The stolen information included “customer names, billing and shipping addresses, email addresses, and telephone numbers,” in addition to “passwords and partial credit card numbers” that were encrypted, hashed, and salted.
This method hides the original plaintext data and makes it much more difficult for hackers to actually see the real passwords and partial credit card numbers. Additionally, the business informed those harmed regarding the hack. The message Western Digital emailed him, which corresponds to the messages in previous publications, was shared by a client with TechCrunch.
Cyber Attacks and How to Prevent Them
Additionally, the business advised victims to take precautions to safeguard themselves, such as being “cautious of any unsolicited communications that ask for your personal information or refer you to a web page asking for personal information,” refraining from tapping on links or installing files from “suspicious emails,” and ensuring that their email accounts have spam settings that can help them recognize and block “suspicious emails.”
When asked how many customers were impacted, Western Digital spokeswoman Charlie Smalling declined to answer and referred to the update released on Friday. On April 3, Western Digital disclosed that the company had experienced a data breach, but did not specify the scope of the attack or the specific data that had been taken.

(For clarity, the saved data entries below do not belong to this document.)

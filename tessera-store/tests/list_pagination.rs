use futures_util::TryStreamExt;
use proptest::prelude::*;
use tessera_store::{Entry, KvStore, KvStoreExt, MemoryStore, LIST_PAGE_SIZE};

async fn seeded(count: u32) -> MemoryStore<u32, String> {
    let store = MemoryStore::new();
    let entries: Vec<Entry<u32, String>> = (1..=count)
        .map(|k| Entry::new(k, format!("value-{k}")))
        .collect();
    store.set(entries).await.unwrap();
    store
}

#[tokio::test]
async fn list_crosses_page_seams_without_duplicates_or_gaps() {
    let store = seeded(250).await;

    let all: Vec<Entry<u32, String>> = store.list().try_collect().await.unwrap();

    assert_eq!(all.len(), 250);
    let keys: Vec<u32> = all.iter().map(|e| e.key).collect();
    assert_eq!(keys, (1..=250).collect::<Vec<u32>>());
}

#[tokio::test]
async fn list_reverse_yields_same_set_descending() {
    let store = seeded(250).await;

    let all: Vec<Entry<u32, String>> = store.list_reverse().try_collect().await.unwrap();

    let keys: Vec<u32> = all.iter().map(|e| e.key).collect();
    assert_eq!(keys, (1..=250).rev().collect::<Vec<u32>>());
}

#[tokio::test]
async fn list_terminates_on_tables_smaller_than_a_page() {
    let empty: MemoryStore<u32, String> = MemoryStore::new();
    let none: Vec<Entry<u32, String>> = empty.list().try_collect().await.unwrap();
    assert!(none.is_empty());

    let single = seeded(1).await;
    let one: Vec<Entry<u32, String>> = single.list().try_collect().await.unwrap();
    assert_eq!(one, vec![Entry::new(1, "value-1".to_string())]);
}

#[tokio::test]
async fn list_handles_exact_page_multiples() {
    let store = seeded(2 * LIST_PAGE_SIZE as u32).await;

    let all: Vec<Entry<u32, String>> = store.list().try_collect().await.unwrap();

    assert_eq!(all.len(), 2 * LIST_PAGE_SIZE);
    let keys: Vec<u32> = all.iter().map(|e| e.key).collect();
    assert_eq!(keys, (1..=2 * LIST_PAGE_SIZE as u32).collect::<Vec<u32>>());
}

#[tokio::test]
async fn list_is_restartable_per_call() {
    let store = seeded(120).await;

    let first: Vec<Entry<u32, String>> = store.list().try_collect().await.unwrap();
    let second: Vec<Entry<u32, String>> = store.list().try_collect().await.unwrap();

    assert_eq!(first, second);
}

proptest! {
    #![proptest_config(ProptestConfig::with_cases(32))]

    #[test]
    fn list_matches_sorted_key_set(keys in prop::collection::btree_set(any::<u32>(), 0..300)) {
        let rt = tokio::runtime::Builder::new_current_thread()
            .build()
            .expect("runtime");
        rt.block_on(async {
            let store = MemoryStore::new();
            let entries: Vec<Entry<u32, u32>> =
                keys.iter().map(|&k| Entry::new(k, k)).collect();
            store.set(entries).await.unwrap();

            let listed: Vec<Entry<u32, u32>> = store.list().try_collect().await.unwrap();
            let listed_keys: Vec<u32> = listed.iter().map(|e| e.key).collect();
            let expected: Vec<u32> = keys.iter().copied().collect();
            prop_assert_eq!(listed_keys, expected);

            let reversed: Vec<Entry<u32, u32>> =
                store.list_reverse().try_collect().await.unwrap();
            let reversed_keys: Vec<u32> = reversed.iter().map(|e| e.key).collect();
            let expected_rev: Vec<u32> = keys.iter().rev().copied().collect();
            prop_assert_eq!(reversed_keys, expected_rev);
            Ok(())
        })?;
    }
}
//! The whole layer cake: cache over wire client over in-process transport.

use std::time::Duration;

use tessera_cache::{EntryCache, EntryRef};
use tessera_client::{RemoteStore, RetryConfig};
use tessera_core::Entry;
use tessera_test_utils::{init_tracing, ChannelTransport, KvStore, MemoryStore};
use tokio::time::timeout;

type WireStore = RemoteStore<u32, String, ChannelTransport<u32, String>>;
type WireCache = EntryCache<u32, String, WireStore>;

async fn stack() -> (WireCache, ChannelTransport<u32, String>) {
    init_tracing();
    let transport = ChannelTransport::new(MemoryStore::new());
    let client = RemoteStore::connect(transport.clone(), "prefs", RetryConfig::default())
        .await
        .expect("connect");
    (EntryCache::new(client), transport)
}

/// Wait until the entry observably holds `expected`.
async fn wait_for(entry: &EntryRef<u32, String>, expected: Option<&str>) {
    let expected = expected.map(str::to_string);
    let mut watcher = entry.watch();
    let outcome = timeout(Duration::from_secs(2), async {
        loop {
            if *watcher.borrow_and_update() == expected {
                return;
            }
            if watcher.changed().await.is_err() {
                return;
            }
        }
    })
    .await;
    assert!(outcome.is_ok(), "entry never reached {expected:?}");
}

#[tokio::test]
async fn reads_fetch_through_the_wire() {
    let (cache, transport) = stack().await;
    transport
        .service()
        .set(vec![Entry::new(1, "remote".to_string())])
        .await
        .unwrap();

    let entry = cache.get(&1);
    assert_eq!(entry.value(), None);

    wait_for(&entry, Some("remote")).await;
}

#[tokio::test]
async fn writes_flush_through_the_wire() {
    let (cache, transport) = stack().await;

    cache.set(5, "up".to_string());
    cache.sync().await;

    let stored = transport.service().get(&[5]).await.unwrap();
    assert_eq!(stored, vec![Entry::new(5, "up".to_string())]);
}

#[tokio::test]
async fn peer_writes_update_tracked_entries_live() {
    let (cache, transport) = stack().await;

    let entry = cache.get(&1);
    cache.sync().await;
    assert_eq!(entry.value(), None);

    // A peer writes behind the cache's back; the notification path carries
    // it all the way into the observable entry.
    transport
        .service()
        .set(vec![Entry::new(1, "peer".to_string())])
        .await
        .unwrap();

    wait_for(&entry, Some("peer")).await;
}

#[tokio::test]
async fn peer_deletes_clear_tracked_entries_live() {
    let (cache, transport) = stack().await;
    transport
        .service()
        .set(vec![Entry::new(1, "doomed".to_string())])
        .await
        .unwrap();

    let entry = cache.get(&1);
    wait_for(&entry, Some("doomed")).await;

    transport.service().delete(&[1]).await.unwrap();

    wait_for(&entry, None).await;
}

#[tokio::test]
async fn disconnect_refetches_changes_missed_while_down() {
    let (cache, transport) = stack().await;
    transport
        .service()
        .set(vec![Entry::new(1, "before".to_string())])
        .await
        .unwrap();

    let entry = cache.get(&1);
    wait_for(&entry, Some("before")).await;

    // Tear the link and mutate while no notifications can flow. The client's
    // sync-loss signal makes the cache refetch rather than trust stale state.
    transport.drop_connections();
    transport
        .service()
        .set(vec![Entry::new(1, "after".to_string())])
        .await
        .unwrap();

    wait_for(&entry, Some("after")).await;
}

One of the attack’s hackers later disclosed to TechCrunch that the 10 gigabytes of stolen data contained consumer information. The hackers were attempting to blackmail the business into committing not to release the stolen data at the time.
These requests apparently went unanswered because the hackers continued and posted part of the stolen material on the Alphv ransomware gang’s website. The hackers announced that they would “share leaks every week until we lose interest” in a post on April 28.
The breaches would include “code signing certificates, firmware, personally identifiable information of customers, and more.” It seems the hackers haven’t yet released the entire cache of stolen information.